» WHAT IS BEING ASKED:
Check each line of the entries below for the word "REAL", and copy the lines that have it.

» SOURCE DATA:

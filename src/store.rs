//! SQLite persistence for finalized workout summaries.
//!
//! The engine never touches this module; the host hands each summary from
//! `SessionAggregator::stop` to a [`SummarySink`].

use crate::app_dirs::AppDirs;
use crate::error::StoreError;
use crate::session::{RepetitionRecord, SessionSummary};
use chrono::{DateTime, Local};
use rusqlite::{params, Connection, OptionalExtension};
use std::path::{Path, PathBuf};
use tracing::{debug, info};

pub type Result<T> = std::result::Result<T, StoreError>;

/// Destination for finished session summaries.
pub trait SummarySink {
    /// Persist `summary`, returning its storage identifier.
    fn persist(&mut self, summary: &SessionSummary) -> Result<i64>;
}

/// A stored workout without its per-rep detail.
#[derive(Debug, Clone, PartialEq)]
pub struct WorkoutRow {
    pub id: i64,
    pub exercise: String,
    pub rep_count: i64,
    pub mean_accuracy: f64,
    pub duration_secs: f64,
    pub calories: i64,
    pub recorded_at: DateTime<Local>,
}

/// Aggregates across all stored workouts of one exercise.
#[derive(Debug, Clone, PartialEq)]
pub struct ExerciseStats {
    pub exercise: String,
    pub total_workouts: i64,
    pub total_reps: i64,
    pub total_duration_secs: f64,
    pub average_accuracy: f64,
    pub best_accuracy: f64,
}

#[derive(Debug, Clone, PartialEq, Default)]
pub struct Overview {
    pub total_workouts: i64,
    pub total_reps: i64,
    pub total_duration_secs: f64,
    pub average_accuracy: f64,
}

#[derive(Debug)]
pub struct WorkoutStore {
    conn: Connection,
}

const SCHEMA: &str = r#"
    CREATE TABLE IF NOT EXISTS workouts (
        id INTEGER PRIMARY KEY AUTOINCREMENT,
        exercise TEXT NOT NULL,
        started_at_ms INTEGER NOT NULL,
        ended_at_ms INTEGER NOT NULL,
        duration_secs REAL NOT NULL,
        rep_count INTEGER NOT NULL,
        mean_accuracy REAL NOT NULL,
        calories INTEGER NOT NULL,
        intensity TEXT NOT NULL,
        recorded_at TEXT NOT NULL
    );
    CREATE TABLE IF NOT EXISTS repetitions (
        workout_id INTEGER NOT NULL REFERENCES workouts(id) ON DELETE CASCADE,
        sequence INTEGER NOT NULL,
        accuracy INTEGER NOT NULL,
        angles TEXT NOT NULL,
        timestamp_ms INTEGER NOT NULL,
        PRIMARY KEY (workout_id, sequence)
    );
    CREATE INDEX IF NOT EXISTS idx_workouts_exercise ON workouts(exercise, recorded_at);
"#;

impl WorkoutStore {
    /// Open the store at the default state directory.
    pub fn open_default() -> Result<Self> {
        let path = AppDirs::db_path().unwrap_or_else(|| PathBuf::from("repcount_workouts.db"));
        Self::open(path)
    }

    pub fn open<P: AsRef<Path>>(path: P) -> Result<Self> {
        let path = path.as_ref();
        if let Some(parent) = path.parent() {
            std::fs::create_dir_all(parent)?;
        }
        debug!(path = %path.display(), "opening workout store");
        Self::init(Connection::open(path)?)
    }

    pub fn open_in_memory() -> Result<Self> {
        Self::init(Connection::open_in_memory()?)
    }

    fn init(conn: Connection) -> Result<Self> {
        conn.execute_batch("PRAGMA foreign_keys = ON;")?;
        conn.execute_batch(SCHEMA)?;
        Ok(Self { conn })
    }

    /// Store a summary and its repetitions in one transaction.
    pub fn save_summary(&mut self, summary: &SessionSummary) -> Result<i64> {
        let tx = self.conn.transaction()?;
        tx.execute(
            r#"
            INSERT INTO workouts
            (exercise, started_at_ms, ended_at_ms, duration_secs, rep_count,
             mean_accuracy, calories, intensity, recorded_at)
            VALUES (?1, ?2, ?3, ?4, ?5, ?6, ?7, ?8, ?9)
            "#,
            params![
                summary.exercise,
                summary.started_at_ms as i64,
                summary.ended_at_ms as i64,
                summary.duration_secs,
                summary.rep_count as i64,
                summary.mean_accuracy,
                summary.calories_burned(),
                summary.intensity().to_string(),
                Local::now().to_rfc3339(),
            ],
        )?;
        let id = tx.last_insert_rowid();

        for record in &summary.records {
            tx.execute(
                r#"
                INSERT INTO repetitions (workout_id, sequence, accuracy, angles, timestamp_ms)
                VALUES (?1, ?2, ?3, ?4, ?5)
                "#,
                params![
                    id,
                    record.sequence,
                    record.accuracy,
                    serde_json::to_string(&record.angles)?,
                    record.timestamp_ms as i64,
                ],
            )?;
        }

        tx.commit()?;
        info!(id, exercise = %summary.exercise, reps = summary.rep_count, "workout saved");
        Ok(id)
    }

    /// Reload a full summary, including its repetitions in completion order.
    pub fn load_summary(&self, id: i64) -> Result<Option<SessionSummary>> {
        let header = self
            .conn
            .query_row(
                r#"
                SELECT exercise, started_at_ms, ended_at_ms, duration_secs, rep_count, mean_accuracy
                FROM workouts WHERE id = ?1
                "#,
                [id],
                |row| {
                    Ok((
                        row.get::<_, String>(0)?,
                        row.get::<_, i64>(1)?,
                        row.get::<_, i64>(2)?,
                        row.get::<_, f64>(3)?,
                        row.get::<_, i64>(4)?,
                        row.get::<_, f64>(5)?,
                    ))
                },
            )
            .optional()?;

        let Some((exercise, started, ended, duration_secs, rep_count, mean_accuracy)) = header
        else {
            return Ok(None);
        };

        let mut stmt = self.conn.prepare(
            r#"
            SELECT sequence, accuracy, angles, timestamp_ms
            FROM repetitions WHERE workout_id = ?1
            ORDER BY sequence
            "#,
        )?;
        let rows = stmt.query_map([id], |row| {
            Ok((
                row.get::<_, u32>(0)?,
                row.get::<_, u8>(1)?,
                row.get::<_, String>(2)?,
                row.get::<_, i64>(3)?,
            ))
        })?;

        let mut records = Vec::new();
        for row in rows {
            let (sequence, accuracy, angles, timestamp_ms) = row?;
            records.push(RepetitionRecord {
                sequence,
                accuracy,
                angles: serde_json::from_str(&angles)?,
                timestamp_ms: timestamp_ms as u64,
            });
        }

        Ok(Some(SessionSummary {
            exercise,
            started_at_ms: started as u64,
            ended_at_ms: ended as u64,
            duration_secs,
            rep_count: rep_count as usize,
            mean_accuracy,
            records,
        }))
    }

    /// Most recent workouts first.
    pub fn recent(&self, limit: usize) -> Result<Vec<WorkoutRow>> {
        let mut stmt = self.conn.prepare(
            r#"
            SELECT id, exercise, rep_count, mean_accuracy, duration_secs, calories, recorded_at
            FROM workouts
            ORDER BY recorded_at DESC, id DESC
            LIMIT ?1
            "#,
        )?;

        let rows = stmt.query_map([limit as i64], |row| {
            let recorded_at: String = row.get(6)?;
            let recorded_at = DateTime::parse_from_rfc3339(&recorded_at)
                .map_err(|_| {
                    rusqlite::Error::InvalidColumnType(
                        6,
                        "recorded_at".to_string(),
                        rusqlite::types::Type::Text,
                    )
                })?
                .with_timezone(&Local);

            Ok(WorkoutRow {
                id: row.get(0)?,
                exercise: row.get(1)?,
                rep_count: row.get(2)?,
                mean_accuracy: row.get(3)?,
                duration_secs: row.get(4)?,
                calories: row.get(5)?,
                recorded_at,
            })
        })?;

        let mut out = Vec::new();
        for row in rows {
            out.push(row?);
        }
        Ok(out)
    }

    /// Per-exercise totals, ordered by exercise identifier.
    pub fn exercise_stats(&self) -> Result<Vec<ExerciseStats>> {
        let mut stmt = self.conn.prepare(
            r#"
            SELECT
                exercise,
                COUNT(*),
                SUM(rep_count),
                SUM(duration_secs),
                AVG(mean_accuracy),
                MAX(mean_accuracy)
            FROM workouts
            GROUP BY exercise
            ORDER BY exercise
            "#,
        )?;

        let rows = stmt.query_map([], |row| {
            Ok(ExerciseStats {
                exercise: row.get(0)?,
                total_workouts: row.get(1)?,
                total_reps: row.get(2)?,
                total_duration_secs: row.get(3)?,
                average_accuracy: row.get(4)?,
                best_accuracy: row.get(5)?,
            })
        })?;

        let mut out = Vec::new();
        for row in rows {
            out.push(row?);
        }
        Ok(out)
    }

    pub fn overview(&self) -> Result<Overview> {
        let overview = self.conn.query_row(
            r#"
            SELECT COUNT(*), SUM(rep_count), SUM(duration_secs), AVG(mean_accuracy)
            FROM workouts
            "#,
            [],
            |row| {
                Ok(Overview {
                    total_workouts: row.get(0)?,
                    total_reps: row.get::<_, Option<i64>>(1)?.unwrap_or(0),
                    total_duration_secs: row.get::<_, Option<f64>>(2)?.unwrap_or(0.0),
                    average_accuracy: row.get::<_, Option<f64>>(3)?.unwrap_or(0.0),
                })
            },
        )?;
        Ok(overview)
    }

    /// Remove every stored workout (for testing or reset purposes)
    pub fn clear_all(&self) -> Result<()> {
        self.conn.execute("DELETE FROM repetitions", [])?;
        self.conn.execute("DELETE FROM workouts", [])?;
        Ok(())
    }
}

impl SummarySink for WorkoutStore {
    fn persist(&mut self, summary: &SessionSummary) -> Result<i64> {
        self.save_summary(summary)
    }
}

» RESULT:
        duration_secs REAL NOT NULL,
        mean_accuracy REAL NOT NULL,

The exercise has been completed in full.